PROBLEM DETAILS: Your answer should be the lines below from the one holding "100 disables preprocessing" through the one holding "pub struct AvifParams", copied exactly and with nothing else.

── INFORMATION SHOWN

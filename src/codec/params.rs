//! Compression parameters: variants, resize settings and quality bounds

use fast_image_resize::{FilterType, ResizeAlg};
use serde::{Deserialize, Serialize};
use std::str::FromStr;

use crate::constants::{MAX_QUALITY, MIN_QUALITY};
use crate::error::CompressionError;

/// Clamp a requested quality into the engine-wide domain [10, 100]
pub fn clamp_quality(quality: u8) -> u8 {
    quality.clamp(MIN_QUALITY, MAX_QUALITY)
}

/// Named preset of encoder parameters layered on top of a base quality
#[derive(Debug, Clone, Copy, PartialEq, Eq, Hash, Default, Serialize, Deserialize)]
#[serde(rename_all = "kebab-case")]
pub enum CompressionVariant {
    #[default]
    Standard,
    Aggressive,
    Lossless,
    /// Higher-compression JPEG backend (trellis quantization, optimized scans)
    MozjpegEquivalent,
    Progressive,
}

impl CompressionVariant {
    pub fn as_str(&self) -> &'static str {
        match self {
            Self::Standard => "standard",
            Self::Aggressive => "aggressive",
            Self::Lossless => "lossless",
            Self::MozjpegEquivalent => "mozjpeg",
            Self::Progressive => "progressive",
        }
    }
}

impl FromStr for CompressionVariant {
    type Err = CompressionError;

    fn from_str(s: &str) -> Result<Self, Self::Err> {
        match s.to_lowercase().as_str() {
            "standard" => Ok(CompressionVariant::Standard),
            "aggressive" => Ok(CompressionVariant::Aggressive),
            "lossless" => Ok(CompressionVariant::Lossless),
            "mozjpeg" | "mozjpeg-equivalent" => Ok(CompressionVariant::MozjpegEquivalent),
            "progressive" => Ok(CompressionVariant::Progressive),
            _ => Err(CompressionError::invalid_param(
                "variant",
                format!("unknown variant: {}", s),
            )),
        }
    }
}

/// Resampling quality requested for resize operations
#[derive(Debug, Clone, Copy, PartialEq, Eq, Default, Serialize, Deserialize)]
#[serde(rename_all = "lowercase")]
pub enum ResizeQuality {
    #[default]
    Lanczos,
    Bicubic,
    Bilinear,
    Nearest,
}

impl ResizeQuality {
    /// Resampling algorithm closest to the requested kernel
    pub fn algorithm(&self) -> ResizeAlg {
        match self {
            ResizeQuality::Lanczos => ResizeAlg::Convolution(FilterType::Lanczos3),
            ResizeQuality::Bicubic => ResizeAlg::Convolution(FilterType::CatmullRom),
            ResizeQuality::Bilinear => ResizeAlg::Convolution(FilterType::Bilinear),
            ResizeQuality::Nearest => ResizeAlg::Nearest,
        }
    }
}

impl FromStr for ResizeQuality {
    type Err = CompressionError;

    fn from_str(s: &str) -> Result<Self, Self::Err> {
        match s.to_lowercase().as_str() {
            "lanczos" | "lanczos3" => Ok(ResizeQuality::Lanczos),
            "bicubic" | "cubic" => Ok(ResizeQuality::Bicubic),
            "bilinear" | "linear" => Ok(ResizeQuality::Bilinear),
            "nearest" => Ok(ResizeQuality::Nearest),
            _ => Err(CompressionError::invalid_param(
                "resize_quality",
                format!("unknown resize quality: {}", s),
            )),
        }
    }
}

/// Requested output box; the image is fitted inside it, never enlarged
#[derive(Debug, Clone, Copy, PartialEq, Eq, Default, Serialize, Deserialize)]
pub struct ResizeSpec {
    pub width: Option<u32>,
    pub height: Option<u32>,
    #[serde(default)]
    pub quality: ResizeQuality,
}

impl ResizeSpec {
    pub fn new(width: Option<u32>, height: Option<u32>) -> Self {
        Self {
            width,
            height,
            quality: ResizeQuality::default(),
        }
    }

    pub fn with_quality(mut self, quality: ResizeQuality) -> Self {
        self.quality = quality;
        self
    }

    /// Target dimensions for a source of `src_width` x `src_height`
    ///
    /// Aspect ratio is preserved and the result never exceeds the source.
    pub fn target_dimensions(&self, src_width: u32, src_height: u32) -> (u32, u32) {
        let scale_w = self
            .width
            .map(|w| w as f64 / src_width.max(1) as f64)
            .unwrap_or(f64::INFINITY);
        let scale_h = self
            .height
            .map(|h| h as f64 / src_height.max(1) as f64)
            .unwrap_or(f64::INFINITY);

        let scale = scale_w.min(scale_h).min(1.0);
        if !scale.is_finite() || scale >= 1.0 {
            return (src_width, src_height);
        }

        let width = ((src_width as f64 * scale).round() as u32).max(1);
        let height = ((src_height as f64 * scale).round() as u32).max(1);
        (width, height)
    }
}

/// Inclusive quality range a search may move within
#[derive(Debug, Clone, Copy, PartialEq, Eq, Serialize, Deserialize)]
pub struct QualityBounds {
    pub min: u8,
    pub max: u8,
}

impl QualityBounds {
    /// Build bounds inside [10, 100]; swapped inputs are reordered
    pub fn new(min: u8, max: u8) -> Self {
        let (lo, hi) = if min <= max { (min, max) } else { (max, min) };
        Self {
            min: clamp_quality(lo),
            max: clamp_quality(hi),
        }
    }

    pub fn clamp(&self, quality: u8) -> u8 {
        quality.clamp(self.min, self.max)
    }

    pub fn contains(&self, quality: u8) -> bool {
        (self.min..=self.max).contains(&quality)
    }
}
//! Codec strategy selection
//!
//! Maps `(format, variant, quality)` to a concrete encoder parameter set.
//! Pure: no I/O, no pixel access. Every format/variant pair is resolved by an
//! exhaustive match, so adding a format or variant is a compile-time change.

use serde::Serialize;

use super::format::OutputFormat;
use super::params::{clamp_quality, CompressionVariant, ResizeQuality};
use crate::constants::{AGGRESSIVE_JPEG_QUALITY_DROP, AGGRESSIVE_MODERN_QUALITY_DROP, MIN_QUALITY};

/// Which JPEG implementation produces the bitstream
#[derive(Debug, Clone, Copy, PartialEq, Eq, Serialize)]
#[serde(rename_all = "lowercase")]
pub enum JpegBackend {
    /// Plain baseline encoder from the `image` crate
    Baseline,
    /// mozjpeg with trellis quantization
    Mozjpeg,
}

#[derive(Debug, Clone, Copy, PartialEq, Eq, Serialize)]
pub struct JpegParams {
    pub quality: u8,
    pub backend: JpegBackend,
    pub progressive: bool,
    pub optimize_scans: bool,
}

#[derive(Debug, Clone, Copy, PartialEq, Eq, Serialize)]
pub struct PngParams {
    /// oxipng optimization preset (0-6)
    pub effort: u8,
    /// Strip ancillary chunks during optimization
    pub strip_metadata: bool,
}

#[derive(Debug, Clone, Copy, PartialEq, Eq, Serialize)]
pub struct WebPParams {
    pub quality: u8,
    pub lossless: bool,
    /// libwebp near-lossless level, 100 disables preprocessing
    pub near_lossless: u8,
    /// libwebp method (0 = fast, 6 = slowest/best)
    pub method: u8,
}

#[derive(Debug, Clone, Copy, PartialEq, Eq, Serialize)]
pub struct AvifParams {
    pub quality: u8,
    pub lossless: bool,
    /// ravif speed (1 = slowest/best, 10 = fastest)
    pub speed: u8,
}

/// Concrete, format-specific encoder configuration
#[derive(Debug, Clone, Copy, PartialEq, Eq, Serialize)]
#[serde(tag = "format", rename_all = "lowercase")]
pub enum EncoderParams {
    Jpeg(JpegParams),
    Png(PngParams),
    WebP(WebPParams),
    Avif(AvifParams),
    Tiff,
}

impl EncoderParams {
    pub fn format(&self) -> OutputFormat {
        match self {
            EncoderParams::Jpeg(_) => OutputFormat::Jpeg,
            EncoderParams::Png(_) => OutputFormat::Png,
            EncoderParams::WebP(_) => OutputFormat::WebP,
            EncoderParams::Avif(_) => OutputFormat::Avif,
            EncoderParams::Tiff => OutputFormat::Tiff,
        }
    }

    /// Quality the encoder will actually use
    ///
    /// Lossless encodes report 100.
    pub fn effective_quality(&self) -> u8 {
        match self {
            EncoderParams::Jpeg(p) => p.quality,
            EncoderParams::WebP(p) if p.lossless => 100,
            EncoderParams::WebP(p) => p.quality,
            EncoderParams::Avif(p) if p.lossless => 100,
            EncoderParams::Avif(p) => p.quality,
            EncoderParams::Png(_) | EncoderParams::Tiff => 100,
        }
    }
}

/// Everything the selector needs to pick encoder parameters
#[derive(Debug, Clone, Copy, PartialEq, Eq)]
pub struct StrategyInput {
    pub format: OutputFormat,
    pub variant: CompressionVariant,
    pub quality: u8,
    pub resize_quality: ResizeQuality,
    pub web_optimize: bool,
}

/// Resolved strategy: encoder parameters plus the pixel-stage settings
#[derive(Debug, Clone, Copy, PartialEq)]
pub struct EncodeStrategy {
    pub params: EncoderParams,
    pub resize_quality: ResizeQuality,
    /// Correct orientation, stretch the histogram and strip metadata
    pub web_optimize: bool,
}

fn reduce(quality: u8, drop: u8) -> u8 {
    quality.saturating_sub(drop).max(MIN_QUALITY)
}

/// Resolve the encoder strategy for a request
pub fn select_strategy(input: StrategyInput) -> EncodeStrategy {
    let quality = clamp_quality(input.quality);

    let params = match input.format {
        OutputFormat::Jpeg => EncoderParams::Jpeg(jpeg_params(input.variant, quality)),
        OutputFormat::WebP => EncoderParams::WebP(webp_params(input.variant, quality)),
        OutputFormat::Avif => EncoderParams::Avif(avif_params(input.variant, quality)),
        OutputFormat::Png => EncoderParams::Png(PngParams {
            effort: match input.variant {
                CompressionVariant::Aggressive => 4,
                _ => 2,
            },
            strip_metadata: input.web_optimize,
        }),
        OutputFormat::Tiff => EncoderParams::Tiff,
    };

    tracing::debug!(
        format = %input.format,
        variant = input.variant.as_str(),
        requested_quality = input.quality,
        effective_quality = params.effective_quality(),
        web_optimize = input.web_optimize,
        "Resolved encoder strategy"
    );

    EncodeStrategy {
        params,
        resize_quality: input.resize_quality,
        web_optimize: input.web_optimize,
    }
}

fn jpeg_params(variant: CompressionVariant, quality: u8) -> JpegParams {
    match variant {
        CompressionVariant::Standard => JpegParams {
            quality,
            backend: JpegBackend::Baseline,
            progressive: false,
            optimize_scans: false,
        },
        CompressionVariant::Aggressive => JpegParams {
            quality: reduce(quality, AGGRESSIVE_JPEG_QUALITY_DROP),
            backend: JpegBackend::Mozjpeg,
            progressive: true,
            optimize_scans: true,
        },
        CompressionVariant::Lossless => JpegParams {
            quality: 100,
            backend: JpegBackend::Baseline,
            progressive: false,
            optimize_scans: false,
        },
        CompressionVariant::MozjpegEquivalent => JpegParams {
            quality,
            backend: JpegBackend::Mozjpeg,
            progressive: true,
            optimize_scans: true,
        },
        // Scan layout needs the mozjpeg backend; the baseline encoder is
        // sequential only.
        CompressionVariant::Progressive => JpegParams {
            quality,
            backend: JpegBackend::Mozjpeg,
            progressive: true,
            optimize_scans: true,
        },
    }
}

fn webp_params(variant: CompressionVariant, quality: u8) -> WebPParams {
    match variant {
        CompressionVariant::Aggressive => WebPParams {
            quality: reduce(quality, AGGRESSIVE_MODERN_QUALITY_DROP),
            lossless: false,
            near_lossless: 100,
            method: 6,
        },
        CompressionVariant::Lossless => WebPParams {
            quality: 100,
            lossless: true,
            near_lossless: 100,
            method: 4,
        },
        CompressionVariant::Standard
        | CompressionVariant::MozjpegEquivalent
        | CompressionVariant::Progressive => WebPParams {
            quality,
            lossless: false,
            near_lossless: 100,
            method: 4,
        },
    }
}

fn avif_params(variant: CompressionVariant, quality: u8) -> AvifParams {
    match variant {
        CompressionVariant::Aggressive => AvifParams {
            quality: reduce(quality, AGGRESSIVE_MODERN_QUALITY_DROP),
            lossless: false,
            speed: 8,
        },
        CompressionVariant::Lossless => AvifParams {
            quality: 100,
            lossless: true,
            speed: 10,
        },
        CompressionVariant::Standard
        | CompressionVariant::MozjpegEquivalent
        | CompressionVariant::Progressive => AvifParams {
            quality,
            lossless: false,
            speed: 6,
        },
    }
}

────

RESPONSE:
    /// libwebp near-lossless level, 100 disables preprocessing
    pub near_lossless: u8,
    /// libwebp method (0 = fast, 6 = slowest/best)
    pub method: u8,
}

#[derive(Debug, Clone, Copy, PartialEq, Eq, Serialize)]
pub struct AvifParams {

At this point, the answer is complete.